→ YOUR TASK
Go through the records underneath and write each one out again exactly.

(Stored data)
────────────────────────────────────────
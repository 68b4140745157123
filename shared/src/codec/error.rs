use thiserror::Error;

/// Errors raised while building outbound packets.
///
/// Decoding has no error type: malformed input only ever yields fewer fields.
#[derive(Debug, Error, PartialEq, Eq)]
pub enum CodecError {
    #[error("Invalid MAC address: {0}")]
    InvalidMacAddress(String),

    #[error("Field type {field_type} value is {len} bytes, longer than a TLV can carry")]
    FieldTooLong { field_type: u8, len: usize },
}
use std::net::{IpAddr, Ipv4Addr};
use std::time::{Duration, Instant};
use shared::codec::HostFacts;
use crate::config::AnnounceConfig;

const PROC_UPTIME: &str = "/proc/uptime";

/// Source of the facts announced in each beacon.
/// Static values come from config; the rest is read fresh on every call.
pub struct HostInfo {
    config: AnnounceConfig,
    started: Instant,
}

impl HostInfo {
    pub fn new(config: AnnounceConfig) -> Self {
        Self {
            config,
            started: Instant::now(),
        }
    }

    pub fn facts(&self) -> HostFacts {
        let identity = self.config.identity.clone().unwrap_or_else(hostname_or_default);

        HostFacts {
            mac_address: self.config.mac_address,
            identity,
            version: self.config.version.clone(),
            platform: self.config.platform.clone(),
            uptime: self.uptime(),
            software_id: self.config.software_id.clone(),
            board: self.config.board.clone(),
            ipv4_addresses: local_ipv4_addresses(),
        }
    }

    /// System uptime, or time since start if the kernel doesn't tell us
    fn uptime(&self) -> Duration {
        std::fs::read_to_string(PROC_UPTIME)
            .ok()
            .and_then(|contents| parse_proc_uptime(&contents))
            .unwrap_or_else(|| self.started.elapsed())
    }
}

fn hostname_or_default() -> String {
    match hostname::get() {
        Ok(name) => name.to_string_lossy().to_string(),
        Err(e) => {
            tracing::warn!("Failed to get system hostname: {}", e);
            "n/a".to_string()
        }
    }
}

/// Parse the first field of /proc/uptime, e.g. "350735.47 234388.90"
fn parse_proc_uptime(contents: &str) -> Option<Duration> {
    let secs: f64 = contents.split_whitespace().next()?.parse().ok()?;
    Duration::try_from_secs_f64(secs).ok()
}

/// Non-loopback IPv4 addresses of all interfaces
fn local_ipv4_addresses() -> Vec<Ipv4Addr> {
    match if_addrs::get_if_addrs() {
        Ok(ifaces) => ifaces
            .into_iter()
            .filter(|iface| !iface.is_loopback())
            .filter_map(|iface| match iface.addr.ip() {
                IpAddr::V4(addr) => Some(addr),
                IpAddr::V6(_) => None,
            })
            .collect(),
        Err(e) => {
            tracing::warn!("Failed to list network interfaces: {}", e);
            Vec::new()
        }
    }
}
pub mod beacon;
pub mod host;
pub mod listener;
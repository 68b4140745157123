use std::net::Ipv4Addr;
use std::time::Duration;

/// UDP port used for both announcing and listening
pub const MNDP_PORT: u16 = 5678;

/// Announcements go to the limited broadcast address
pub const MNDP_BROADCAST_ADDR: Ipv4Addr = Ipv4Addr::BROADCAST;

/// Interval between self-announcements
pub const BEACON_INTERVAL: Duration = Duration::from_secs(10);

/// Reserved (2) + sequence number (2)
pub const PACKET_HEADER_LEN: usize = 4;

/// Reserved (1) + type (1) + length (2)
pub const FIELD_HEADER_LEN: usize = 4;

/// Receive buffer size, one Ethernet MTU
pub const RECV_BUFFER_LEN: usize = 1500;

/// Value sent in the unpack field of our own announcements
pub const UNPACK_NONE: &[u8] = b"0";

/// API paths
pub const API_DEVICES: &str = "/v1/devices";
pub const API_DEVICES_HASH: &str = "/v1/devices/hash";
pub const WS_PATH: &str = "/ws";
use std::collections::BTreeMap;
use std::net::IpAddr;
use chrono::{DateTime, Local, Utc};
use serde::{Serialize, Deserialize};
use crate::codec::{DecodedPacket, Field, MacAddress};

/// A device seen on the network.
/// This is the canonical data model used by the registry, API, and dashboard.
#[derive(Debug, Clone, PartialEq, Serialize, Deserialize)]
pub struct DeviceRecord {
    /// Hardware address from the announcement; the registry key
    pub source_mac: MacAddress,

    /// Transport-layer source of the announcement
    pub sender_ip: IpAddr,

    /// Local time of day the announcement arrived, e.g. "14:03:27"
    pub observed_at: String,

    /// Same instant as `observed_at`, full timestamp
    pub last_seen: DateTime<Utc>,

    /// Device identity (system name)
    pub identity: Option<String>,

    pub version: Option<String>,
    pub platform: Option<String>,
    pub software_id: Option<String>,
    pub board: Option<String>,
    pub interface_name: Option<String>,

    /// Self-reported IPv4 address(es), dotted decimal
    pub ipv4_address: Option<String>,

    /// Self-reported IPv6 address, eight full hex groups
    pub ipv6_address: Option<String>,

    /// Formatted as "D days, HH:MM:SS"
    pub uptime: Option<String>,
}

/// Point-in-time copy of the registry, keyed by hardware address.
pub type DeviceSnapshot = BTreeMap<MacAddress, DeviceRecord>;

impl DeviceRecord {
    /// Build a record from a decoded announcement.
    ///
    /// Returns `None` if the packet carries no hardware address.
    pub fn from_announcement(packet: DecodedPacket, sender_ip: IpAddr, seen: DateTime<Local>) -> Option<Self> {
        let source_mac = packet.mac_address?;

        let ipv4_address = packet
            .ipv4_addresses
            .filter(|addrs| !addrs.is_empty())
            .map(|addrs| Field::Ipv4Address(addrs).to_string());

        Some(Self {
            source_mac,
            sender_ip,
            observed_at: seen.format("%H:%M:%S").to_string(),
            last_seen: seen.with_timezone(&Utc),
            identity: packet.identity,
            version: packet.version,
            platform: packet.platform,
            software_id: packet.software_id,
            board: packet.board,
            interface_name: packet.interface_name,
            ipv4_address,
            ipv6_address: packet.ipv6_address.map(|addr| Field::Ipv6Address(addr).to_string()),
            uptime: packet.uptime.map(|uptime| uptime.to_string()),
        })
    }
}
────────────────────────────────────────
→ TASK RESPONSE
repository 68b4140745157123
filename shared/src/codec/error.rs
use thiserror::Error;

/// Errors raised while building outbound packets.
///
/// Decoding has no error type: malformed input only ever yields fewer fields.
#[derive(Debug, Error, PartialEq, Eq)]
pub enum CodecError {
    #[error("Invalid MAC address: {0}")]
    InvalidMacAddress(String),

    #[error("Field type {field_type} value is {len} bytes, longer than a TLV can carry")]
    FieldTooLong { field_type: u8, len: usize },
}
use std::net::{IpAddr, Ipv4Addr};
use std::time::{Duration, Instant};
use shared::codec::HostFacts;
use crate::config::AnnounceConfig;

const PROC_UPTIME: &str = "/proc/uptime";

/// Source of the facts announced in each beacon.
/// Static values come from config; the rest is read fresh on every call.
pub struct HostInfo {
    config: AnnounceConfig,
    started: Instant,
}

impl HostInfo {
    pub fn new(config: AnnounceConfig) -> Self {
        Self {
            config,
            started: Instant::now(),
        }
    }

    pub fn facts(&self) -> HostFacts {
        let identity = self.config.identity.clone().unwrap_or_else(hostname_or_default);

        HostFacts {
            mac_address: self.config.mac_address,
            identity,
            version: self.config.version.clone(),
            platform: self.config.platform.clone(),
            uptime: self.uptime(),
            software_id: self.config.software_id.clone(),
            board: self.config.board.clone(),
            ipv4_addresses: local_ipv4_addresses(),
        }
    }

    /// System uptime, or time since start if the kernel doesn't tell us
    fn uptime(&self) -> Duration {
        std::fs::read_to_string(PROC_UPTIME)
            .ok()
            .and_then(|contents| parse_proc_uptime(&contents))
            .unwrap_or_else(|| self.started.elapsed())
    }
}

fn hostname_or_default() -> String {
    match hostname::get() {
        Ok(name) => name.to_string_lossy().to_string(),
        Err(e) => {
            tracing::warn!("Failed to get system hostname: {}", e);
            "n/a".to_string()
        }
    }
}

/// Parse the first field of /proc/uptime, e.g. "350735.47 234388.90"
fn parse_proc_uptime(contents: &str) -> Option<Duration> {
    let secs: f64 = contents.split_whitespace().next()?.parse().ok()?;
    Duration::try_from_secs_f64(secs).ok()
}

/// Non-loopback IPv4 addresses of all interfaces
fn local_ipv4_addresses() -> Vec<Ipv4Addr> {
    match if_addrs::get_if_addrs() {
        Ok(ifaces) => ifaces
            .into_iter()
            .filter(|iface| !iface.is_loopback())
            .filter_map(|iface| match iface.addr.ip() {
                IpAddr::V4(addr) => Some(addr),
                IpAddr::V6(_) => None,
            })
            .collect(),
        Err(e) => {
            tracing::warn!("Failed to list network interfaces: {}", e);
            Vec::new()
        }
    }
}
pub mod beacon;
pub mod host;
pub mod listener;
repository 68b4140745157123
use std::net::Ipv4Addr;
use std::time::Duration;

/// UDP port used for both announcing and listening
pub const MNDP_PORT: u16 = 5678;

/// Announcements go to the limited broadcast address
pub const MNDP_BROADCAST_ADDR: Ipv4Addr = Ipv4Addr::BROADCAST;

/// Interval between self-announcements
pub const BEACON_INTERVAL: Duration = Duration::from_secs(10);

/// Reserved (2) + sequence number (2)
pub const PACKET_HEADER_LEN: usize = 4;

/// Reserved (1) + type (1) + length (2)
pub const FIELD_HEADER_LEN: usize = 4;

/// Receive buffer size, one Ethernet MTU
pub const RECV_BUFFER_LEN: usize = 1500;

/// Value sent in the unpack field of our own announcements
pub const UNPACK_NONE: &[u8] = b"0";

/// API paths
pub const API_DEVICES: &str = "/v1/devices";
pub const API_DEVICES_HASH: &str = "/v1/devices/hash";
pub const WS_PATH: &str = "/ws";
use std::collections::BTreeMap;
use std::net::IpAddr;
use chrono::{DateTime, Local, Utc};
use serde::{Serialize, Deserialize};
use crate::codec::{DecodedPacket, Field, MacAddress};

/// A device seen on the network.
/// This is the canonical data model used by the registry, API, and dashboard.
#[derive(Debug, Clone, PartialEq, Serialize, Deserialize)]
pub struct DeviceRecord {
    /// Hardware address from the announcement; the registry key
    pub source_mac: MacAddress,

    /// Transport-layer source of the announcement
    pub sender_ip: IpAddr,

    /// Local time of day the announcement arrived, e.g. "14:03:27"
    pub observed_at: String,

    /// Same instant as `observed_at`, full timestamp
    pub last_seen: DateTime<Utc>,

    /// Device identity (system name)
    pub identity: Option<String>,

    pub version: Option<String>,
    pub platform: Option<String>,
    pub software_id: Option<String>,
    pub board: Option<String>,
    pub interface_name: Option<String>,

    /// Self-reported IPv4 address(es), dotted decimal
    pub ipv4_address: Option<String>,

    /// Self-reported IPv6 address, eight full hex groups
    pub ipv6_address: Option<String>,

    /// Formatted as "D days, HH:MM:SS"
    pub uptime: Option<String>,
}

/// Point-in-time copy of the registry, keyed by hardware address.
pub type DeviceSnapshot = BTreeMap<MacAddress, DeviceRecord>;

impl DeviceRecord {
    /// Build a record from a decoded announcement.
    ///
    /// Returns `None` if the packet carries no hardware address.
    pub fn from_announcement(packet: DecodedPacket, sender_ip: IpAddr, seen: DateTime<Local>) -> Option<Self> {
        let source_mac = packet.mac_address?;

        let ipv4_address = packet
            .ipv4_addresses
            .filter(|addrs| !addrs.is_empty())
            .map(|addrs| Field::Ipv4Address(addrs).to_string());

        Some(Self {
            source_mac,
            sender_ip,
            observed_at: seen.format("%H:%M:%S").to_string(),
            last_seen: seen.with_timezone(&Utc),
            identity: packet.identity,
            version: packet.version,
            platform: packet.platform,
            software_id: packet.software_id,
            board: packet.board,
            interface_name: packet.interface_name,
            ipv4_address,
            ipv6_address: packet.ipv6_address.map(|addr| Field::Ipv6Address(addr).to_string()),
            uptime: packet.uptime.map(|uptime| uptime.to_string()),
        })
    }
}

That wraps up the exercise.